### Your objective
For every line in the entries that contains "Debug", show the whole line.

★ ★ ★ ★

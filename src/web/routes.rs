//! HTTP routes for the dashboard and inference endpoints.

use std::collections::BTreeMap;
use std::net::SocketAddr;
use std::sync::Arc;

use axum::Json;
use axum::Router;
use axum::extract::{Query, State};
use axum::http::StatusCode;
use axum::response::{IntoResponse, Response};
use axum::routing::get;
use serde::{Deserialize, Serialize};
use tower_http::trace::TraceLayer;
use tracing::{error, info};

use crate::error::Result;
use crate::web::context::AppContext;
use crate::web::dashboard::build_dashboard;

/// Build the service router over the shared application context.
pub fn router(context: Arc<AppContext>) -> Router {
    Router::new()
        .route("/", get(index))
        .route("/go", get(classify))
        .route("/health", get(health))
        .layer(TraceLayer::new_for_http())
        .with_state(context)
}

/// Bind and serve until the process is terminated.
pub async fn serve(context: Arc<AppContext>, addr: SocketAddr) -> Result<()> {
    let app = router(context);
    let listener = tokio::net::TcpListener::bind(addr).await?;
    info!("listening on http://{addr}");
    axum::serve(listener, app).await?;
    Ok(())
}

/// Query parameters of the classification endpoint. A missing `query`
/// parameter is the empty message.
#[derive(Debug, Deserialize)]
struct ClassifyParams {
    #[serde(default)]
    query: String,
}

/// Classification payload: the echoed query and one 0/1 label per category.
#[derive(Debug, Serialize)]
struct ClassifyResponse {
    query: String,
    classification: BTreeMap<String, u8>,
}

async fn index(State(context): State<Arc<AppContext>>) -> Response {
    match build_dashboard(context.corpus()) {
        Some(dashboard) => Json(dashboard).into_response(),
        None => (
            StatusCode::NOT_FOUND,
            Json(serde_json::json!({ "error": "no data available" })),
        )
            .into_response(),
    }
}

async fn classify(
    State(context): State<Arc<AppContext>>,
    Query(params): Query<ClassifyParams>,
) -> Response {
    match context.pipeline().predict(&params.query) {
        Ok(prediction) => {
            let classification: BTreeMap<String, u8> =
                prediction.labels().iter().cloned().collect();
            Json(ClassifyResponse {
                query: params.query,
                classification,
            })
            .into_response()
        }
        Err(err) => {
            error!(%err, "prediction failed");
            (
                StatusCode::INTERNAL_SERVER_ERROR,
                Json(serde_json::json!({ "error": "prediction failed" })),
            )
                .into_response()
        }
    }
}

async fn health() -> &'static str {
    "OK"
}

#[cfg(test)]
mod tests {
    use super::*;
    use crate::corpus::corpus::LabeledCorpus;
    use crate::ml::boost::BoostConfig;
    use crate::ml::pipeline::{ClassificationPipeline, PipelineConfig};

    fn trained_parts() -> (Vec<String>, Vec<String>, Vec<Vec<u8>>, ClassificationPipeline) {
        let messages: Vec<String> = [
            "we need water urgently",
            "please send drinking water",
            "water supply is gone",
            "children need food",
            "no food since monday",
            "send food rations please",
            "hello how are you",
            "thanks for the update",
            "weather report for today",
        ]
        .iter()
        .map(|m| m.to_string())
        .collect();
        let categories = vec!["water".to_string(), "food".to_string()];
        let labels = vec![
            vec![1, 0],
            vec![1, 0],
            vec![1, 0],
            vec![0, 1],
            vec![0, 1],
            vec![0, 1],
            vec![0, 0],
            vec![0, 0],
            vec![0, 0],
        ];

        let config = PipelineConfig {
            boost: BoostConfig {
                n_estimators: 30,
                learning_rate: 0.3,
                ..BoostConfig::default()
            },
            ..PipelineConfig::default()
        };
        let pipeline =
            ClassificationPipeline::fit(&config, &messages, &categories, &labels).unwrap();
        (messages, categories, labels, pipeline)
    }

    fn test_context() -> Arc<AppContext> {
        let (messages, categories, labels, pipeline) = trained_parts();
        let corpus = LabeledCorpus::new(messages, categories, labels).unwrap();
        Arc::new(AppContext::new(corpus, pipeline))
    }

    fn empty_context() -> Arc<AppContext> {
        // Trained pipeline over an empty corpus: only the dashboard is affected
        let (_, categories, _, pipeline) = trained_parts();
        let corpus = LabeledCorpus::new(vec![], categories, vec![]).unwrap();
        Arc::new(AppContext::new(corpus, pipeline))
    }

    #[tokio::test]
    async fn test_classify_returns_labels() {
        let context = test_context();
        let response = classify(
            State(context),
            Query(ClassifyParams {
                query: "we need water urgently".to_string(),
            }),
        )
        .await;

        assert_eq!(response.status(), StatusCode::OK);

        let body = axum::body::to_bytes(response.into_body(), usize::MAX)
            .await
            .unwrap();
        let payload: serde_json::Value = serde_json::from_slice(&body).unwrap();
        assert_eq!(payload["query"], "we need water urgently");
        assert_eq!(payload["classification"]["water"], 1);
    }

    #[tokio::test]
    async fn test_missing_query_is_the_empty_message() {
        let context = test_context();
        let response = classify(
            State(context),
            Query(ClassifyParams {
                query: String::new(),
            }),
        )
        .await;

        assert_eq!(response.status(), StatusCode::OK);

        let body = axum::body::to_bytes(response.into_body(), usize::MAX)
            .await
            .unwrap();
        let payload: serde_json::Value = serde_json::from_slice(&body).unwrap();
        assert_eq!(payload["classification"]["water"], 0);
        assert_eq!(payload["classification"]["food"], 0);
    }

    #[tokio::test]
    async fn test_dashboard_with_data() {
        let context = test_context();
        let response = index(State(context)).await;
        assert_eq!(response.status(), StatusCode::OK);
    }

    #[tokio::test]
    async fn test_dashboard_empty_corpus_is_not_found() {
        let context = empty_context();
        let response = index(State(context)).await;
        assert_eq!(response.status(), StatusCode::NOT_FOUND);

        let body = axum::body::to_bytes(response.into_body(), usize::MAX)
            .await
            .unwrap();
        let payload: serde_json::Value = serde_json::from_slice(&body).unwrap();
        assert_eq!(payload["error"], "no data available");
    }

    #[tokio::test]
    async fn test_health() {
        assert_eq!(health().await, "OK");
    }
}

★ ★ ★ ★

### Solution to this task
#[derive(Debug, Deserialize)]
#[derive(Debug, Serialize)]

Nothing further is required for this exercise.